Gastrointestinal (GI) blood flow, O2 transport, and O2 uptake were measured during recovery from severe hypoxemia in newborn piglets. Hypoxemia was induced by lowering the inspired O2 concentration to 0.05 for 15 min. This resulted in an 82% decrease in GI O2 uptake. Recovery measurements were obtained 5 and 65 min after restoration of normoxia. During early recovery (5 min), GI O2 uptake increased above prehypoxemia baseline, presumably to "repay" the O2 deficit incurred during hypoxemia. This was mediated by an increase in the arteriovenous O2 content difference, as GI blood flow did not increase above prehypoxemia baseline. During late recovery (65 min), GI blood flow, O2 delivery, and arteriovenous O2 content difference decreased below prehypoxemia baseline. This resulted in a 52% decrease in GI O2 uptake below prehypoxemia baseline. Therefore, early recovery was characterized by an appropriate increase in GI O2 uptake; however, late recovery was characterized by a significant reduction in GI O2 transport and uptake. Circulatory homeostasis was not reestablished during the late recovery period.

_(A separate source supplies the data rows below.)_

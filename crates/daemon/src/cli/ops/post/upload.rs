use std::path::PathBuf;

use clap::Args;

use posts_daemon::http_server::api::client::ApiError;
use posts_daemon::http_server::api::posts::UploadRequest;

#[derive(Args, Debug, Clone)]
pub struct Upload {
    /// Image file to upload
    #[arg(long)]
    pub file: PathBuf,

    /// Text of the post
    #[arg(long)]
    pub description: Option<String>,

    /// Alternative text for the image
    #[arg(long)]
    pub alt: Option<String>,
}

#[derive(Debug, thiserror::Error)]
pub enum PostUploadError {
    #[error("API error: {0}")]
    Api(#[from] ApiError),
    #[error("Failed to read {path}: {source}")]
    Read {
        path: PathBuf,
        source: std::io::Error,
    },
    #[error("Not a file path: {0}")]
    InvalidPath(PathBuf),
}

impl Upload {
    async fn request(&self) -> Result<UploadRequest, PostUploadError> {
        let file_name = self
            .file
            .file_name()
            .and_then(|name| name.to_str())
            .ok_or_else(|| PostUploadError::InvalidPath(self.file.clone()))?
            .to_string();

        let data = tokio::fs::read(&self.file)
            .await
            .map_err(|source| PostUploadError::Read {
                path: self.file.clone(),
                source,
            })?;

        Ok(UploadRequest {
            file_name,
            data,
            description: self.description.clone(),
            alt: self.alt.clone(),
        })
    }
}

#[async_trait::async_trait]
impl crate::cli::op::Op for Upload {
    type Error = PostUploadError;
    type Output = String;

    async fn execute(&self, ctx: &crate::cli::op::OpContext) -> Result<Self::Output, Self::Error> {
        let request = self.request().await?;
        let size = request.data.len();

        let post = ctx.client.call(request).await?;
        Ok(format!(
            "Uploaded {} bytes as post {}",
            size,
            super::summary(&post)
        ))
    }
}
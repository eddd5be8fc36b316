use axum::response::{IntoResponse, Response};
use axum::Json;
use reqwest::{Client, RequestBuilder, Url};
use serde::{Deserialize, Serialize};

use common::prelude::{Post, PostStore, PostStoreError};

use crate::http_server::api::client::{ApiError, ApiRequest};

#[derive(Debug, Clone, Default, Serialize, Deserialize, clap::Args)]
pub struct ListRequest {}

pub async fn handler<S: PostStore>(store: &S) -> Result<impl IntoResponse, ListError> {
    let posts = store.list().await?;
    tracing::debug!("Listing {} post(s)", posts.len());
    Ok((http::StatusCode::OK, Json(posts)))
}

#[derive(Debug, thiserror::Error)]
pub enum ListError {
    #[error("Store error: {0}")]
    Store(String),
}

impl<T: std::fmt::Display> From<PostStoreError<T>> for ListError {
    fn from(e: PostStoreError<T>) -> Self {
        ListError::Store(e.to_string())
    }
}

impl IntoResponse for ListError {
    fn into_response(self) -> Response {
        tracing::error!("LIST POSTS ERROR: {:?}", self);
        (
            http::StatusCode::INTERNAL_SERVER_ERROR,
            "Unexpected error".to_string(),
        )
            .into_response()
    }
}

impl ApiRequest for ListRequest {
    type Response = Vec<Post>;

    fn build_request(self, base_url: &Url, client: &Client) -> Result<RequestBuilder, ApiError> {
        let full_url = base_url.join("/posts")?;
        Ok(client.get(full_url))
    }
}
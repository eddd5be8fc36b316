use std::fmt::{Debug, Display};

use async_trait::async_trait;
use uuid::Uuid;

use crate::post::{NewPost, Post, PostUpdate};

mod memory;

pub use memory::{MemoryPostStore, MemoryPostStoreError};

#[derive(thiserror::Error, Debug, Clone, PartialEq, Eq)]
pub enum PostStoreError<T> {
    #[error("unhandled post store provider error: {0}")]
    Provider(#[from] T),
    #[error("post not found: {0}")]
    NotFound(Uuid),
}

#[async_trait]
pub trait PostStore: Send + Sync + Debug + Clone + 'static {
    type Error: Display + Debug + Send;

    /// List every post in insertion order
    async fn list(&self) -> Result<Vec<Post>, PostStoreError<Self::Error>>;

    /// Persist a new post and return it with its assigned id
    async fn insert(&self, new: NewPost) -> Result<Post, PostStoreError<Self::Error>>;

    /// Fetch a single post
    ///
    /// Should fail with `Err(PostStoreError::NotFound)` when no
    ///  post with `id` exists
    async fn get(&self, id: Uuid) -> Result<Post, PostStoreError<Self::Error>>;

    /// Apply a partial update to an existing post and return
    ///  the post as stored afterwards
    ///
    /// Should fail with `Err(PostStoreError::NotFound)` when no
    ///  post with `id` exists
    async fn update(
        &self,
        id: Uuid,
        update: PostUpdate,
    ) -> Result<Post, PostStoreError<Self::Error>>;
}
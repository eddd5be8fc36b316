use axum::http::StatusCode;
use axum::response::{IntoResponse, Response};
use axum::Json;

#[tracing::instrument]
pub async fn handler() -> Response {
    let msg = serde_json::json!({"status": "ok"});
    (StatusCode::OK, Json(msg)).into_response()
}

#[cfg(test)]
mod tests {
    use super::*;

    #[tokio::test]
    async fn test_handler_direct() {
        let response = handler().await;
        assert_eq!(response.status(), StatusCode::OK);
    }
}
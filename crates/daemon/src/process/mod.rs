pub mod utils;

use std::net::SocketAddr;
use std::time::Duration;

use futures::future::join_all;
use tokio::sync::watch;
use tokio::time::timeout;
use tracing_subscriber::layer::SubscriberExt;
use tracing_subscriber::util::SubscriberInitExt;
use tracing_subscriber::{EnvFilter, Layer};

const FINAL_SHUTDOWN_TIMEOUT: Duration = Duration::from_secs(30);

use crate::http_server;
use crate::service_state::StateSetupError;
use crate::{ServiceConfig, ServiceState};

/// Handle for gracefully shutting down the daemon service.
pub struct ShutdownHandle {
    graceful_waiter: tokio::task::JoinHandle<()>,
    handles: Vec<tokio::task::JoinHandle<()>>,
    shutdown_tx: watch::Sender<()>,
}

impl ShutdownHandle {
    /// Block until the service shuts down (via signal or explicit shutdown).
    pub async fn wait(self) -> Result<(), ServiceError> {
        shutdown_and_join(self.graceful_waiter, self.handles).await
    }

    /// Trigger shutdown programmatically.
    pub fn shutdown(&self) {
        let _ = self.shutdown_tx.send(());
    }
}

/// Initialize logging, panic handler, and build info reporting.
/// Returns guards that must be kept alive for the duration of the program.
fn init_logging(
    service_config: &ServiceConfig,
) -> Vec<tracing_appender::non_blocking::WorkerGuard> {
    use tracing_subscriber::fmt::format::FmtSpan;

    let mut guards = Vec::new();

    // Stdout layer
    let (stdout_writer, stdout_guard) = tracing_appender::non_blocking(std::io::stdout());
    guards.push(stdout_guard);

    let stdout_env_filter = EnvFilter::builder()
        .with_default_directive(service_config.log_level.into())
        .from_env_lossy();

    let stdout_layer = tracing_subscriber::fmt::layer()
        .compact()
        .with_writer(stdout_writer)
        .with_filter(stdout_env_filter);

    // File layer (if log_dir is set)
    if let Some(log_dir) = &service_config.log_dir {
        if let Err(e) = std::fs::create_dir_all(log_dir) {
            eprintln!(
                "Warning: Failed to create log directory {:?}: {}",
                log_dir, e
            );
        }

        let file_appender = tracing_appender::rolling::daily(log_dir, "posts.log");
        let (file_writer, file_guard) = tracing_appender::non_blocking(file_appender);
        guards.push(file_guard);

        let file_env_filter = EnvFilter::builder()
            .with_default_directive(service_config.log_level.into())
            .from_env_lossy();

        let file_layer = tracing_subscriber::fmt::layer()
            .with_writer(file_writer)
            .with_ansi(false)
            .with_span_events(FmtSpan::CLOSE)
            .with_filter(file_env_filter);

        tracing_subscriber::registry()
            .with(stdout_layer)
            .with(file_layer)
            .init();
    } else {
        tracing_subscriber::registry().with(stdout_layer).init();
    }

    utils::register_panic_logger();
    utils::report_build_info();

    guards
}

/// Wait for shutdown and join all handles with timeout.
async fn shutdown_and_join(
    graceful_waiter: tokio::task::JoinHandle<()>,
    handles: Vec<tokio::task::JoinHandle<()>>,
) -> Result<(), ServiceError> {
    let _ = graceful_waiter.await;

    timeout(FINAL_SHUTDOWN_TIMEOUT, join_all(handles))
        .await
        .map_err(|_| {
            tracing::error!(
                "Failed to shut down within {} seconds",
                FINAL_SHUTDOWN_TIMEOUT.as_secs()
            );
            ServiceError::ShutdownTimeout(FINAL_SHUTDOWN_TIMEOUT)
        })?;

    Ok(())
}

/// Create state and spawn the API server, returning the state handle.
///
/// The returned `ShutdownHandle` must be kept alive; dropping it does not stop the service.
pub async fn start_service(
    service_config: &ServiceConfig,
) -> Result<(ServiceState, ShutdownHandle), ServiceError> {
    let (graceful_waiter, shutdown_tx, shutdown_rx) = utils::graceful_shutdown_blocker()?;
    let state = ServiceState::from_config(service_config)?;

    let api_addr = SocketAddr::from(([0, 0, 0, 0], service_config.port));
    let api_state = state.clone();
    let api_config = http_server::Config::new(api_addr, service_config.log_level);
    let api_rx = shutdown_rx.clone();
    let api_handle = tokio::spawn(async move {
        if let Err(e) = http_server::run_api(api_config, api_state, api_rx).await {
            tracing::error!("API server error: {}", e);
        }
    });

    tracing::info!("Running: API on port {}", service_config.port);

    let handle = ShutdownHandle {
        graceful_waiter,
        handles: vec![api_handle],
        shutdown_tx,
    };

    Ok((state, handle))
}

/// Spawns the daemon service and blocks until a shutdown signal is received.
pub async fn spawn_service(service_config: &ServiceConfig) -> Result<(), ServiceError> {
    let _guards = init_logging(service_config);
    let (_, handle) = start_service(service_config).await.map_err(|e| {
        tracing::error!("error starting service: {}", e);
        e
    })?;
    handle.wait().await
}

#[derive(Debug, thiserror::Error)]
pub enum ServiceError {
    #[error("failed to set up service state: {0}")]
    State(#[from] StateSetupError),
    #[error("failed to install signal handlers: {0}")]
    Signals(#[from] std::io::Error),
    #[error("service did not shut down within {0:?}")]
    ShutdownTimeout(Duration),
}
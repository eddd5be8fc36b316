use std::{fs, path::PathBuf};

use serde::{Deserialize, Serialize};

use crate::http_server::body::DEFAULT_JSON_LIMIT_BYTES;
use crate::http_server::cors::DEFAULT_ALLOWED_ORIGIN;
use crate::http_server::upload::DEFAULT_UPLOAD_DIR;

pub const APP_NAME: &str = "posts";
pub const CONFIG_FILE_NAME: &str = "config.toml";

#[derive(Debug, Clone, PartialEq, Eq, Serialize, Deserialize)]
pub struct AppConfig {
    /// Port for the API server
    #[serde(default = "default_port")]
    pub port: u16,
    /// The single origin browsers may call the API from
    #[serde(default = "default_allowed_origin")]
    pub allowed_origin: String,
    /// Directory uploads are written to
    #[serde(default = "default_upload_dir")]
    pub upload_dir: PathBuf,
    /// Maximum accepted size of a JSON request body
    #[serde(default = "default_json_limit_bytes")]
    pub json_limit_bytes: usize,
    /// Directory for rolling log files (stdout only if not set)
    #[serde(default, skip_serializing_if = "Option::is_none")]
    pub log_dir: Option<PathBuf>,
}

fn default_port() -> u16 {
    3000
}

fn default_allowed_origin() -> String {
    DEFAULT_ALLOWED_ORIGIN.to_string()
}

fn default_upload_dir() -> PathBuf {
    PathBuf::from(DEFAULT_UPLOAD_DIR)
}

fn default_json_limit_bytes() -> usize {
    DEFAULT_JSON_LIMIT_BYTES
}

impl Default for AppConfig {
    fn default() -> Self {
        Self {
            port: default_port(),
            allowed_origin: default_allowed_origin(),
            upload_dir: default_upload_dir(),
            json_limit_bytes: default_json_limit_bytes(),
            log_dir: None,
        }
    }
}

#[derive(Debug, Clone)]
pub struct AppState {
    /// Path to the posts directory (~/.posts)
    pub posts_dir: PathBuf,
    /// Path to the config file
    pub config_path: PathBuf,
    /// Loaded configuration
    pub config: AppConfig,
}

impl AppState {
    /// Get the posts directory path (custom or default ~/.posts)
    pub fn posts_dir(custom_path: Option<PathBuf>) -> Result<PathBuf, StateError> {
        if let Some(path) = custom_path {
            return Ok(path);
        }

        let home = dirs::home_dir().ok_or(StateError::NoHomeDirectory)?;
        Ok(home.join(format!(".{}", APP_NAME)))
    }

    /// Initialize a new posts directory and the upload directory
    ///  named by the config
    pub fn init(
        custom_path: Option<PathBuf>,
        config: Option<AppConfig>,
    ) -> Result<Self, StateError> {
        let posts_dir = Self::posts_dir(custom_path)?;

        if posts_dir.join(CONFIG_FILE_NAME).exists() {
            return Err(StateError::AlreadyInitialized);
        }

        fs::create_dir_all(&posts_dir)?;

        let config = config.unwrap_or_default();
        fs::create_dir_all(&config.upload_dir)?;

        let config_path = posts_dir.join(CONFIG_FILE_NAME);
        let config_toml = toml::to_string_pretty(&config)?;
        fs::write(&config_path, config_toml)?;

        Ok(Self {
            posts_dir,
            config_path,
            config,
        })
    }

    /// Load existing state from the posts directory
    pub fn load(custom_path: Option<PathBuf>) -> Result<Self, StateError> {
        let posts_dir = Self::posts_dir(custom_path)?;

        if !posts_dir.exists() {
            return Err(StateError::NotInitialized);
        }

        let config_path = posts_dir.join(CONFIG_FILE_NAME);
        if !config_path.exists() {
            return Err(StateError::MissingFile(CONFIG_FILE_NAME.to_string()));
        }

        let config_toml = fs::read_to_string(&config_path)?;
        let config: AppConfig = toml::from_str(&config_toml)?;

        Ok(Self {
            posts_dir,
            config_path,
            config,
        })
    }
}

#[derive(Debug, thiserror::Error)]
pub enum StateError {
    #[error("posts directory not initialized. Run 'posts init' first")]
    NotInitialized,

    #[error("posts directory already initialized")]
    AlreadyInitialized,

    #[error("no home directory found")]
    NoHomeDirectory,

    #[error("missing required file: {0}")]
    MissingFile(String),

    #[error("IO error: {0}")]
    Io(#[from] std::io::Error),

    #[error("TOML serialization error: {0}")]
    TomlSer(#[from] toml::ser::Error),

    #[error("TOML deserialization error: {0}")]
    TomlDe(#[from] toml::de::Error),
}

在新生仔猪从严重低氧血症恢复过程中,测量了胃肠道(GI)血流、氧气运输和氧气摄取情况。通过将吸入氧气浓度降至0.05并持续15分钟来诱导低氧血症。这导致胃肠道氧气摄取减少了82%。在恢复正常氧合5分钟和65分钟后进行恢复测量。在早期恢复阶段(5分钟),胃肠道氧气摄取增加至低氧血症前基线以上,推测是为了“偿还”低氧血症期间产生的氧气亏空。这是由动静脉氧含量差增加介导的,因为胃肠道血流并未增加至低氧血症前基线以上。在晚期恢复阶段(65分钟),胃肠道血流、氧气输送和动静脉氧含量差降至低氧血症前基线以下。这导致胃肠道氧气摄取比低氧血症前基线减少了52%。因此,早期恢复的特征是胃肠道氧气摄取适当增加;然而,晚期恢复的特征是胃肠道氧气运输和摄取显著减少。在晚期恢复阶段,循环稳态并未重建。